• **Required work**
A copy is needed of each line in the records that has the word "crate".

== Records for processing

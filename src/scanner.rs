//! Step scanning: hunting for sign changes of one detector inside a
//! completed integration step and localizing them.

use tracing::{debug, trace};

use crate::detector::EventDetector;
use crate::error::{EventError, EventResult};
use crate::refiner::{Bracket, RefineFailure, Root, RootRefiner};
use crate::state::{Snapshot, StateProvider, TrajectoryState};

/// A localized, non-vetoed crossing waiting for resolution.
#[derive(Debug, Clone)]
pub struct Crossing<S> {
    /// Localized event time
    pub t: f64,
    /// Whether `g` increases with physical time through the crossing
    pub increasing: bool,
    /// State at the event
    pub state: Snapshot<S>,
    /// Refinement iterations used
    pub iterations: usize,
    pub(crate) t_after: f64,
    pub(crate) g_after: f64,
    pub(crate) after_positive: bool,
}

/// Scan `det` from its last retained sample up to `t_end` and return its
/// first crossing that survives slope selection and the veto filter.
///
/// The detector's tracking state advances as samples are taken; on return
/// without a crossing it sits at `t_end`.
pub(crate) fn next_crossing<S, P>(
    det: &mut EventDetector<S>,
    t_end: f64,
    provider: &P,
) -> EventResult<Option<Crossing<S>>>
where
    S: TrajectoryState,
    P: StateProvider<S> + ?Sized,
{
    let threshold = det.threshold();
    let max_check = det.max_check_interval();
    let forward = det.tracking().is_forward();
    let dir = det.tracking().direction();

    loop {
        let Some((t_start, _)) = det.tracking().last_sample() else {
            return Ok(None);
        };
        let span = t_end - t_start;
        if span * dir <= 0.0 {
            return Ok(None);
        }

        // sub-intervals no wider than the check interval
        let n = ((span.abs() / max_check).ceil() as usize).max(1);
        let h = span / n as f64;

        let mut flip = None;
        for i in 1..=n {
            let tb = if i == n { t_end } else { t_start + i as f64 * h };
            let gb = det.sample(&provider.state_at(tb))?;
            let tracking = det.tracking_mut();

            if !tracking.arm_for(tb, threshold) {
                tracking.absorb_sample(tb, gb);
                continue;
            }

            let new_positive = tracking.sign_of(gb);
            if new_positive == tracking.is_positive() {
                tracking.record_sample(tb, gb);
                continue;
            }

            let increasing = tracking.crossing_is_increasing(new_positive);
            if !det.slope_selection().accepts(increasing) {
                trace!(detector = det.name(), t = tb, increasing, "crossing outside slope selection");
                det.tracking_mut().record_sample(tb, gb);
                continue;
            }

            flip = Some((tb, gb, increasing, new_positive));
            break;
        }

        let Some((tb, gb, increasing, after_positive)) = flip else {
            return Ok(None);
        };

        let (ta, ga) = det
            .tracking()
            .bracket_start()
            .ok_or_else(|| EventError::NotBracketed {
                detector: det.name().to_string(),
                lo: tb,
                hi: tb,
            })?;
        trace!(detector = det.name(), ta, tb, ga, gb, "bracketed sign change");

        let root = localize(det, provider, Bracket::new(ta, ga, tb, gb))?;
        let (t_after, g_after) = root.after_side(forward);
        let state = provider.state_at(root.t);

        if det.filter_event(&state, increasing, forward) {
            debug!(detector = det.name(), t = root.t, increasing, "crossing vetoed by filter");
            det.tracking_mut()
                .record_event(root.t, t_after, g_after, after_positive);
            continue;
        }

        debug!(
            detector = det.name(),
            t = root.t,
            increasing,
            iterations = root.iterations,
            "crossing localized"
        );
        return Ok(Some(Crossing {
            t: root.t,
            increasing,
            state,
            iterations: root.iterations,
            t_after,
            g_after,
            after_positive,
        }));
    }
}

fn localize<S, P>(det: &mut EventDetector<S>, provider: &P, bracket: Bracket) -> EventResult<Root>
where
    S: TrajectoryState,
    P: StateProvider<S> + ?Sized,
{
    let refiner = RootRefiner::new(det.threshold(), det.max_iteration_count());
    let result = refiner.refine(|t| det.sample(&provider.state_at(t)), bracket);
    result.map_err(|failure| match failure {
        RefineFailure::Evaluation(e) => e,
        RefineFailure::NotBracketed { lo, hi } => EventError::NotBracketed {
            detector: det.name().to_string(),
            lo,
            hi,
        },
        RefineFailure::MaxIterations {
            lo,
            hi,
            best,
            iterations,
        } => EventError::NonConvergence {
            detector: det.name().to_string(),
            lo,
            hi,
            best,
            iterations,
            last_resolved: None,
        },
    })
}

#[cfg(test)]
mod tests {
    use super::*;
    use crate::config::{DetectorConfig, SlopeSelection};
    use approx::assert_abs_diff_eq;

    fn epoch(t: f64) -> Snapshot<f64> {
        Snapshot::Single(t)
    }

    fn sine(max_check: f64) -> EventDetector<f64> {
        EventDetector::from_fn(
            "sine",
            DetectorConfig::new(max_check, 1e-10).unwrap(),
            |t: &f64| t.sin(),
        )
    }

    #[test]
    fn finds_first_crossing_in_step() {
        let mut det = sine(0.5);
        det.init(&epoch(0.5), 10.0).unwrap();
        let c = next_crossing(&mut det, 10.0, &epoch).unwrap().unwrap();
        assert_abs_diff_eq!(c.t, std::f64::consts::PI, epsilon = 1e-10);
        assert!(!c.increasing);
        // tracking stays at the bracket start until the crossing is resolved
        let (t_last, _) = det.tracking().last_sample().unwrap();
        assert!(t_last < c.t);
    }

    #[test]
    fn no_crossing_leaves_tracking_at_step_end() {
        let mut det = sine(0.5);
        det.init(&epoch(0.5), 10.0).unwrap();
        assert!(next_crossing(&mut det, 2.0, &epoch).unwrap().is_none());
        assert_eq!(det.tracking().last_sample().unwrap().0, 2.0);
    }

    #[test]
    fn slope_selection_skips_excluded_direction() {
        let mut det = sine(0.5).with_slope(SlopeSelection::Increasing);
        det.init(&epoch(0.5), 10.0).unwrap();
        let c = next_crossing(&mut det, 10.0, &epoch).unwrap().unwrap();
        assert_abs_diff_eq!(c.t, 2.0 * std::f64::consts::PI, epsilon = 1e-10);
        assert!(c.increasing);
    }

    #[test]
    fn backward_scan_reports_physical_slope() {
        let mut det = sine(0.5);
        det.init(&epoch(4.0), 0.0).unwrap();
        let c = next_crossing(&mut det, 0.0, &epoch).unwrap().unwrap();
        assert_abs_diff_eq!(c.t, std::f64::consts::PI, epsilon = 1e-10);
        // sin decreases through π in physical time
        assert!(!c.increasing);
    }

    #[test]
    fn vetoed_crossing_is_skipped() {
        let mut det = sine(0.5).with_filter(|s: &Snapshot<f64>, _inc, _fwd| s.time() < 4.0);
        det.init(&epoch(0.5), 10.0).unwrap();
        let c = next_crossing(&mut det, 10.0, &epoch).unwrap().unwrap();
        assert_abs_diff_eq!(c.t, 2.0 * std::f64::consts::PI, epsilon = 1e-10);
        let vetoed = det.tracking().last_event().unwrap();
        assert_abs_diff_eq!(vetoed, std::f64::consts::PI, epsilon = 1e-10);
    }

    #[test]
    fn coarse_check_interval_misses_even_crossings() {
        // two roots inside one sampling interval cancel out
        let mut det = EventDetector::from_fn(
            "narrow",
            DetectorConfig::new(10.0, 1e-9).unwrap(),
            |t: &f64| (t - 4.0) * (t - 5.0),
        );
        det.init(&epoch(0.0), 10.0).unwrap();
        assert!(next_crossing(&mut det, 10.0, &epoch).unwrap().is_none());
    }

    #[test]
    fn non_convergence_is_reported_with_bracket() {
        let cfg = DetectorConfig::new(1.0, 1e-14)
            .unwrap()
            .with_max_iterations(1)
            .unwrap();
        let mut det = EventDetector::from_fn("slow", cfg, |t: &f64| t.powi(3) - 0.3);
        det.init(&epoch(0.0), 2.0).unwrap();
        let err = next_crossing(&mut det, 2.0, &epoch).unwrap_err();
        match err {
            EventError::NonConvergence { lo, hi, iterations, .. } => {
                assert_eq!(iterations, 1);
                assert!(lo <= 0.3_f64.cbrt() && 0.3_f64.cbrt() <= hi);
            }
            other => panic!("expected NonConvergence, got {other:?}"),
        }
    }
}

====

• **Output for this exercise**
use crate::detector::EventDetector;
use crate::error::{EventError, EventResult};
use crate::refiner::{Bracket, RefineFailure, Root, RootRefiner};
use crate::state::{Snapshot, StateProvider, TrajectoryState};
    pub(crate) t_after: f64,
    pub(crate) g_after: f64,
    pub(crate) after_positive: bool,
pub(crate) fn next_crossing<S, P>(
    use crate::config::{DetectorConfig, SlopeSelection};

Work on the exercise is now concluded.